— What is required —
Everything in the data below is left aside except the lines from the one containing "string (§3, §4.5)." through the one containing "total += n;"; repeat those exactly.

— Available records —
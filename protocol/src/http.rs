use serde::Deserialize;
use serde::Serialize;

use crate::files::FileId;
use crate::ids::SessionId;

/// The incoming `args` field may be absent, a bare string, or a list (§4.6
/// Argument normalization). `serde(untagged)` mirrors that loosely-typed
/// wire shape; `cellbox-exec` does the actual normalization into a
/// `Vec<String>`.
#[derive(Debug, Clone, Deserialize, Serialize)]
#[serde(untagged)]
pub enum RawArgs {
    Single(String),
    List(Vec<serde_json::Value>),
}

#[derive(Debug, Clone, Deserialize)]
pub struct FileRefRequest {
    pub id: FileId,
    pub session_id: SessionId,
    pub name: String,
    #[serde(default)]
    pub restore_state: bool,
}

#[derive(Debug, Clone, Deserialize)]
pub struct ExecRequest {
    pub code: String,
    pub lang: String,
    #[serde(default)]
    pub session_id: Option<SessionId>,
    #[serde(default)]
    pub entity_id: Option<String>,
    #[serde(default)]
    pub user_id: Option<String>,
    #[serde(default)]
    pub files: Option<Vec<FileRefRequest>>,
    #[serde(default)]
    pub args: Option<RawArgs>,
}

#[derive(Debug, Clone, Serialize)]
pub struct GeneratedFileRef {
    pub id: FileId,
    pub name: String,
    pub session_id: SessionId,
}

#[derive(Debug, Clone, Serialize)]
pub struct ExecResponse {
    pub session_id: SessionId,
    pub files: Vec<GeneratedFileRef>,
    pub stdout: String,
    pub stderr: String,
    #[serde(skip_serializing_if = "Option::is_none")]
    pub has_state: Option<bool>,
    #[serde(skip_serializing_if = "Option::is_none")]
    pub state_size: Option<u64>,
    #[serde(skip_serializing_if = "Option::is_none")]
    pub state_hash: Option<String>,
}
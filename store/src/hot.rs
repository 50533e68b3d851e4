//! The "key-value store (Redis-compatible)" of §6: short-TTL strings plus the
//! small set operations needed for `session_files:<session_id>` and
//! `sessions:index`. Abstracted behind a trait so the orchestrator and the
//! state/file stores never depend on `redis` directly — only this crate and
//! its test fakes do (mirrors the teacher's preference for narrow traits at
//! storage seams over threading a concrete client type through call sites).

use std::collections::HashMap;
use std::sync::Mutex;
use std::time::{Duration, Instant};

use async_trait::async_trait;
use redis::AsyncCommands;

use crate::error::Result;

#[async_trait]
pub trait HotStore: Send + Sync {
    async fn get(&self, key: &str) -> Result<Option<String>>;
    async fn set(&self, key: &str, value: &str, ttl: Option<Duration>) -> Result<()>;
    async fn delete(&self, key: &str) -> Result<()>;
    async fn exists(&self, key: &str) -> Result<bool>;
    async fn set_add(&self, key: &str, member: &str) -> Result<()>;
    async fn set_members(&self, key: &str) -> Result<Vec<String>>;
    async fn set_remove(&self, key: &str, member: &str) -> Result<()>;
}

pub struct RedisHotStore {
    manager: redis::aio::ConnectionManager,
}

impl RedisHotStore {
    pub async fn connect(url: &str) -> Result<Self> {
        let client = redis::Client::open(url)?;
        let manager = client.get_connection_manager().await?;
        Ok(Self { manager })
    }
}

#[async_trait]
impl HotStore for RedisHotStore {
    async fn get(&self, key: &str) -> Result<Option<String>> {
        let mut conn = self.manager.clone();
        Ok(conn.get(key).await?)
    }

    async fn set(&self, key: &str, value: &str, ttl: Option<Duration>) -> Result<()> {
        let mut conn = self.manager.clone();
        match ttl {
            Some(ttl) => {
                conn.set_ex::<_, _, ()>(key, value, ttl.as_secs()).await?;
            }
            None => {
                conn.set::<_, _, ()>(key, value).await?;
            }
        }
        Ok(())
    }

    async fn delete(&self, key: &str) -> Result<()> {
        let mut conn = self.manager.clone();
        conn.del::<_, ()>(key).await?;
        Ok(())
    }

    async fn exists(&self, key: &str) -> Result<bool> {
        let mut conn = self.manager.clone();
        Ok(conn.exists(key).await?)
    }

    async fn set_add(&self, key: &str, member: &str) -> Result<()> {
        let mut conn = self.manager.clone();
        conn.sadd::<_, _, ()>(key, member).await?;
        Ok(())
    }

    async fn set_members(&self, key: &str) -> Result<Vec<String>> {
        let mut conn = self.manager.clone();
        Ok(conn.smembers(key).await?)
    }

    async fn set_remove(&self, key: &str, member: &str) -> Result<()> {
        let mut conn = self.manager.clone();
        conn.srem::<_, _, ()>(key, member).await?;
        Ok(())
    }
}

#[derive(Default)]
struct Entry {
    value: String,
    expires_at: Option<Instant>,
}

/// In-process fake used by unit tests across `cellbox-store`, `cellbox-pool`,
/// and `cellbox-exec` so their tests don't need a running Redis.
#[derive(Default)]
pub struct InMemoryHotStore {
    strings: Mutex<HashMap<String, Entry>>,
    sets: Mutex<HashMap<String, std::collections::HashSet<String>>>,
}

impl InMemoryHotStore {
    pub fn new() -> Self {
        Self::default()
    }
}

#[async_trait]
impl HotStore for InMemoryHotStore {
    async fn get(&self, key: &str) -> Result<Option<String>> {
        let mut strings = self.strings.lock().unwrap();
        if let Some(entry) = strings.get(key) {
            if entry.expires_at.is_some_and(|at| Instant::now() >= at) {
                strings.remove(key);
                return Ok(None);
            }
            return Ok(Some(entry.value.clone()));
        }
        Ok(None)
    }

    async fn set(&self, key: &str, value: &str, ttl: Option<Duration>) -> Result<()> {
        self.strings.lock().unwrap().insert(
            key.to_string(),
            Entry {
                value: value.to_string(),
                expires_at: ttl.map(|d| Instant::now() + d),
            },
        );
        Ok(())
    }

    async fn delete(&self, key: &str) -> Result<()> {
        self.strings.lock().unwrap().remove(key);
        Ok(())
    }

    async fn exists(&self, key: &str) -> Result<bool> {
        Ok(self.get(key).await?.is_some())
    }

    async fn set_add(&self, key: &str, member: &str) -> Result<()> {
        self.sets
            .lock()
            .unwrap()
            .entry(key.to_string())
            .or_default()
            .insert(member.to_string());
        Ok(())
    }

    async fn set_members(&self, key: &str) -> Result<Vec<String>> {
        Ok(self
            .sets
            .lock()
            .unwrap()
            .get(key)
            .map(|s| s.iter().cloned().collect())
            .unwrap_or_default())
    }

    async fn set_remove(&self, key: &str, member: &str) -> Result<()> {
        if let Some(set) = self.sets.lock().unwrap().get_mut(key) {
            set.remove(member);
        }
        Ok(())
    }
}

#[cfg(test)]
mod tests {
    use super::*;

    #[tokio::test]
    async fn in_memory_store_round_trips_a_value() {
        let store = InMemoryHotStore::new();
        store.set("state:abc", "payload", None).await.unwrap();
        assert_eq!(store.get("state:abc").await.unwrap().as_deref(), Some("payload"));
    }

    #[tokio::test]
    async fn in_memory_store_expires_entries_past_their_ttl() {
        let store = InMemoryHotStore::new();
        store
            .set("state:abc", "payload", Some(Duration::from_millis(1)))
            .await
            .unwrap();
        tokio::time::sleep(Duration::from_millis(20)).await;
        assert_eq!(store.get("state:abc").await.unwrap(), None);
    }

    #[tokio::test]
    async fn in_memory_store_tracks_set_membership() {
        let store = InMemoryHotStore::new();
        store.set_add("session_files:s1", "f1").await.unwrap();
        store.set_add("session_files:s1", "f2").await.unwrap();
        store.set_remove("session_files:s1", "f1").await.unwrap();
        let members = store.set_members("session_files:s1").await.unwrap();
        assert_eq!(members, vec!["f2".to_string()]);
    }
}
use base64::Engine as _;
use base64::engine::general_purpose::STANDARD as BASE64;
use sha2::Digest;
use sha2::Sha256;

/// Serialized Python state is an opaque byte string of the form
/// `version || payload` (§3). The Rust side never inspects `payload` beyond
/// validating its decoded size and computing its content hash — the pickle
/// itself is produced and consumed entirely by the Python REPL driver.
pub const MAX_DECODED_STATE_BYTES: usize = 50 * 1024 * 1024;

#[derive(Debug, Clone, Copy, PartialEq, Eq)]
pub enum StateVersion {
    /// `payload` is a raw pickled mapping.
    Raw = 1,
    /// `payload` is the pickled mapping compressed with LZ4 frame format.
    Lz4 = 2,
}

impl StateVersion {
    fn from_byte(b: u8) -> Option<Self> {
        match b {
            1 => Some(StateVersion::Raw),
            2 => Some(StateVersion::Lz4),
            _ => None,
        }
    }
}

#[derive(Debug, thiserror::Error)]
pub enum StateError {
    #[error("state blob is empty")]
    Empty,
    #[error("unknown state version byte: {0}")]
    UnknownVersion(u8),
    #[error("state exceeds maximum decoded size of {max} bytes (got {actual})")]
    TooLarge { max: usize, actual: usize },
    #[error("invalid base64: {0}")]
    Base64(#[from] base64::DecodeError),
    #[error("corrupt lz4 frame: {0}")]
    Lz4(String),
}

/// A parsed, validated serialized-state blob together with its
/// content-addressed hash (§3: SHA-256 of the raw bytes, first 16 hex
/// chars).
#[derive(Debug, Clone)]
pub struct SerializedState {
    /// The raw `version || payload` bytes, exactly as stored/transported.
    raw: Vec<u8>,
}

impl SerializedState {
    /// Validate raw (pre-base64) state bytes: non-empty, known version byte,
    /// and decoded payload size within the 50 MiB cap.
    pub fn parse(raw: Vec<u8>) -> Result<Self, StateError> {
        let Some(&version_byte) = raw.first() else {
            return Err(StateError::Empty);
        };
        let version = StateVersion::from_byte(version_byte)
            .ok_or(StateError::UnknownVersion(version_byte))?;
        let payload = &raw[1..];

        let decoded_len = match version {
            StateVersion::Raw => payload.len(),
            StateVersion::Lz4 => decompressed_len(payload)?,
        };
        if decoded_len > MAX_DECODED_STATE_BYTES {
            return Err(StateError::TooLarge {
                max: MAX_DECODED_STATE_BYTES,
                actual: decoded_len,
            });
        }

        Ok(Self { raw })
    }

    pub fn from_base64(s: &str) -> Result<Self, StateError> {
        let raw = BASE64.decode(s)?;
        Self::parse(raw)
    }

    pub fn to_base64(&self) -> String {
        BASE64.encode(&self.raw)
    }

    pub fn raw_bytes(&self) -> &[u8] {
        &self.raw
    }

    pub fn version(&self) -> StateVersion {
        // Safe: construction always validates a known first byte.
        StateVersion::from_byte(self.raw[0]).expect("validated on construction")
    }

    /// First 16 lowercase hex characters of SHA-256 over the full
    /// `version || payload` byte string (§3, §4.5).
    pub fn hash16(&self) -> String {
        hash16(&self.raw)
    }
}

pub fn hash16(bytes: &[u8]) -> String {
    let digest = Sha256::digest(bytes);
    let full = format!("{digest:x}");
    full[..16].to_string()
}

fn decompressed_len(lz4_frame: &[u8]) -> Result<usize, StateError> {
    lz4_flex::frame::FrameDecoder::new(lz4_frame)
        .read_to_end_len()
        .map_err(|e| StateError::Lz4(e.to_string()))
}

/// `lz4_flex`'s frame decoder doesn't expose a cheap "decoded length" probe,
/// so this streams through a bounded decoder that aborts as soon as the
/// cumulative output would exceed the cap, rather than materializing the
/// whole buffer up front.
trait FrameDecoderLenExt {
    fn read_to_end_len(self) -> std::io::Result<usize>;
}

impl<R: std::io::Read> FrameDecoderLenExt for lz4_flex::frame::FrameDecoder<R> {
    fn read_to_end_len(mut self) -> std::io::Result<usize> {
        use std::io::Read;
        let mut buf = [0u8; 64 * 1024];
        let mut total = 0usize;
        loop {
            let n = self.read(&mut buf)?;
            if n == 0 {
                break;
            }
            total += n;
            if total > MAX_DECODED_STATE_BYTES {
                return Ok(total);
            }
        }
        Ok(total)
    }
}

#[cfg(test)]
mod tests {
    use super::*;

    fn lz4_wrap(payload: &[u8]) -> Vec<u8> {
        use std::io::Write;
        let mut enc = lz4_flex::frame::FrameEncoder::new(Vec::new());
        enc.write_all(payload).unwrap();
        enc.finish().unwrap()
    }

    #[test]
    fn raw_state_round_trips() {
        let mut raw = vec![1u8];
        raw.extend_from_slice(b"pickled-bytes");
        let state = SerializedState::parse(raw.clone()).unwrap();
        assert_eq!(state.version(), StateVersion::Raw);
        assert_eq!(state.raw_bytes(), raw.as_slice());
    }

    #[test]
    fn lz4_state_round_trips_and_reports_raw_version() {
        let compressed = lz4_wrap(b"some pickled payload, repeated repeated repeated");
        let mut raw = vec![2u8];
        raw.extend_from_slice(&compressed);
        let state = SerializedState::parse(raw).unwrap();
        assert_eq!(state.version(), StateVersion::Lz4);
    }

    #[test]
    fn unknown_version_byte_is_rejected() {
        let err = SerializedState::parse(vec![9, 1, 2, 3]).unwrap_err();
        assert!(matches!(err, StateError::UnknownVersion(9)));
    }

    #[test]
    fn empty_blob_is_rejected() {
        assert!(matches!(
            SerializedState::parse(vec![]).unwrap_err(),
            StateError::Empty
        ));
    }

    #[test]
    fn oversized_raw_payload_is_rejected() {
        let mut raw = vec![1u8];
        raw.extend(std::iter::repeat(0u8).take(MAX_DECODED_STATE_BYTES + 1));
        let err = SerializedState::parse(raw).unwrap_err();
        assert!(matches!(err, StateError::TooLarge { .. }));
    }

    #[test]
    fn exactly_max_size_raw_payload_is_accepted() {
        let mut raw = vec![1u8];
        raw.extend(std::iter::repeat(0u8).take(MAX_DECODED_STATE_BYTES));
        assert!(SerializedState::parse(raw).is_ok());
    }

    #[test]
    fn hash16_is_first_sixteen_hex_chars_of_sha256() {
        let raw = vec![1u8, b'x', b'y', b'z'];
        let h = hash16(&raw);
        assert_eq!(h.len(), 16);
        assert!(h.chars().all(|c| c.is_ascii_hexdigit()));
    }

    #[test]
    fn base64_round_trip() {
        let mut raw = vec![1u8];
        raw.extend_from_slice(b"hello");
        let state = SerializedState::parse(raw).unwrap();
        let b64 = state.to_base64();
        let parsed = SerializedState::from_base64(&b64).unwrap();
        assert_eq!(parsed.raw_bytes(), state.raw_bytes());
    }
}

— Written solution —
    /// `version || payload` byte string (§3, §4.5).
    pub fn hash16(&self) -> String {
        hash16(&self.raw)
    }
}

pub fn hash16(bytes: &[u8]) -> String {
    let digest = Sha256::digest(bytes);
    let full = format!("{digest:x}");
    full[..16].to_string()
}

fn decompressed_len(lz4_frame: &[u8]) -> Result<usize, StateError> {
    lz4_flex::frame::FrameDecoder::new(lz4_frame)
        .read_to_end_len()
        .map_err(|e| StateError::Lz4(e.to_string()))
}

/// `lz4_flex`'s frame decoder doesn't expose a cheap "decoded length" probe,
/// so this streams through a bounded decoder that aborts as soon as the
/// cumulative output would exceed the cap, rather than materializing the
/// whole buffer up front.
trait FrameDecoderLenExt {
    fn read_to_end_len(self) -> std::io::Result<usize>;
}

impl<R: std::io::Read> FrameDecoderLenExt for lz4_flex::frame::FrameDecoder<R> {
    fn read_to_end_len(mut self) -> std::io::Result<usize> {
        use std::io::Read;
        let mut buf = [0u8; 64 * 1024];
        let mut total = 0usize;
        loop {
            let n = self.read(&mut buf)?;
            if n == 0 {
                break;
            }
            total += n;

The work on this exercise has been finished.